All the core functionality is complete, and it's getting close to usable: you can create a multi device filesystem with replication, and then while the filesystem is in use take one device offline without any loss of availability.
Whole filesystem AEAD style encryption (with ChaCha20 and Poly1305) is done and merged. I would suggest not relying on it for anything critical until the code has seen more outside review, though.
Snapshot implementation has been started, but snapshots are by far the most complex of the remaining features to implement - it's going to be quite awhile before I can dedicate enough time to finishing them, but I'm very much looking forward to showing off what it'll be able to do.
We currently walk all metadata at mount time (multiple times, in fact) - on flash this shouldn't even be noticeable unless your filesystem is very large, but on rotating disk expect mount times to be slow.
This will be addressed in the future - mount times will likely be the next big push after the next big batch of on disk format changes.
Compression is almost done: it's quite thoroughly tested, the only remaining issue is a problem with copygc fragmenting existing compressed extents that only breaks accounting.
NFS export support is almost done: implementing i_generation correctly required some new transaction machinery, but that's mostly done. What's left is implementing a new kind of reservation of journal space for the new, long running transactions.
Other wishlist items:
When we're using compression, we end up wasting a fair amount of space on internal fragmentation because compressed extents get rounded up to the filesystem block size when they're written - usually 4k. It'd be really nice if we could pack them in more efficiently - probably 512 byte sector granularity.
On the read side this is no big deal to support - we have to bounce compressed extents anyways. The write side is the annoying part. The options are:
- Buffer up writes when we don't have full blocks to write?
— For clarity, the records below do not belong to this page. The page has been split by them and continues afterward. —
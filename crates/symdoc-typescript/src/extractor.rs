//! CST extraction for TypeScript/TSX source code

use symdoc_extractor_api::{ExtractError, ExtractorConfig, RawUnit, SourceUnit};
use tree_sitter::Parser;

use crate::visitor::TypeScriptVisitor;

/// Pick the grammar by origin extension: TSX for `.tsx`/`.jsx`, plain
/// TypeScript otherwise. The plain grammar rejects JSX, so the origin
/// has to tell them apart.
fn grammar_for(origin: &str) -> tree_sitter::Language {
    if origin.ends_with(".tsx") || origin.ends_with(".jsx") {
        tree_sitter_typescript::language_tsx()
    } else {
        tree_sitter_typescript::language_typescript()
    }
}

/// Extract raw declarations from one TypeScript source unit.
///
/// Error or missing nodes in the tree never reject the unit; the
/// declarations that did parse are kept and the unit is flagged
/// truncated.
pub fn extract(unit: &SourceUnit, config: &ExtractorConfig) -> Result<RawUnit, ExtractError> {
    let mut parser = Parser::new();
    parser
        .set_language(&grammar_for(&unit.origin))
        .map_err(|e| ExtractError::Grammar {
            language: unit.language,
            origin: unit.origin.clone(),
            message: e.to_string(),
        })?;

    let tree = parser
        .parse(&unit.text, None)
        .ok_or_else(|| ExtractError::Parse(unit.origin.clone()))?;

    let root_node = tree.root_node();

    let mut visitor = TypeScriptVisitor::new(&unit.text, config.clone());
    visitor.visit_node(root_node);
    visitor.finish();

    Ok(RawUnit {
        declarations: visitor.declarations,
        truncated: root_node.has_error(),
    })
}
use serde::{Deserialize, Serialize};
use std::time::Duration;

/// Metrics collected during extraction
#[derive(Debug, Clone, PartialEq, Serialize, Deserialize)]
pub struct ExtractorMetrics {
    /// Total units attempted
    pub units_attempted: usize,

    /// Units successfully extracted
    pub units_succeeded: usize,

    /// Units that failed extraction
    pub units_failed: usize,

    /// Units that produced a truncated partial result
    pub units_truncated: usize,

    /// Total time spent extracting
    #[serde(with = "duration_serde")]
    pub total_extract_time: Duration,

    /// Total symbols extracted
    pub total_symbols: usize,
}

// Helper module for serializing Duration
mod duration_serde {
    use serde::{Deserialize, Deserializer, Serialize, Serializer};
    use std::time::Duration;

    pub fn serialize<S>(duration: &Duration, serializer: S) -> Result<S::Ok, S::Error>
    where
        S: Serializer,
    {
        duration.as_secs().serialize(serializer)
    }

    pub fn deserialize<'de, D>(deserializer: D) -> Result<Duration, D::Error>
    where
        D: Deserializer<'de>,
    {
        let secs: u64 = u64::deserialize(deserializer)?;
        Ok(Duration::from_secs(secs))
    }
}

impl Default for ExtractorMetrics {
    fn default() -> Self {
        Self {
            units_attempted: 0,
            units_succeeded: 0,
            units_failed: 0,
            units_truncated: 0,
            total_extract_time: Duration::ZERO,
            total_symbols: 0,
        }
    }
}

impl ExtractorMetrics {
    /// Success rate (0.0 to 1.0)
    pub fn success_rate(&self) -> f64 {
        if self.units_attempted == 0 {
            0.0
        } else {
            self.units_succeeded as f64 / self.units_attempted as f64
        }
    }

    /// Average extract time per successful unit
    pub fn avg_extract_time(&self) -> Duration {
        if self.units_succeeded == 0 {
            Duration::ZERO
        } else {
            self.total_extract_time / self.units_succeeded as u32
        }
    }

    /// Average symbols per successful unit
    pub fn avg_symbols_per_unit(&self) -> f64 {
        if self.units_succeeded == 0 {
            0.0
        } else {
            self.total_symbols as f64 / self.units_succeeded as f64
        }
    }

    /// Merge another metrics object into this one
    pub fn merge(&mut self, other: &ExtractorMetrics) {
        self.units_attempted += other.units_attempted;
        self.units_succeeded += other.units_succeeded;
        self.units_failed += other.units_failed;
        self.units_truncated += other.units_truncated;
        self.total_extract_time += other.total_extract_time;
        self.total_symbols += other.total_symbols;
    }
}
Highly problematic, not going to do this.
- Read modify write? Not an option for raw flash, would prefer it to not be our only option
- Do data journalling when we don't have a full block to write? Possible solution, we want data journalling anyways
Inline extents - good for space efficiency for both small files, and compression when extents happen to compress particularly well.
Full data journalling - we're definitely going to want this for when the journal is on an NVRAM device (also need to implement external journalling (easy), and direct journal on NVRAM support (what's involved here?)).
Would be good to get a simple implementation done and tested so we know what the on disk format is going to be.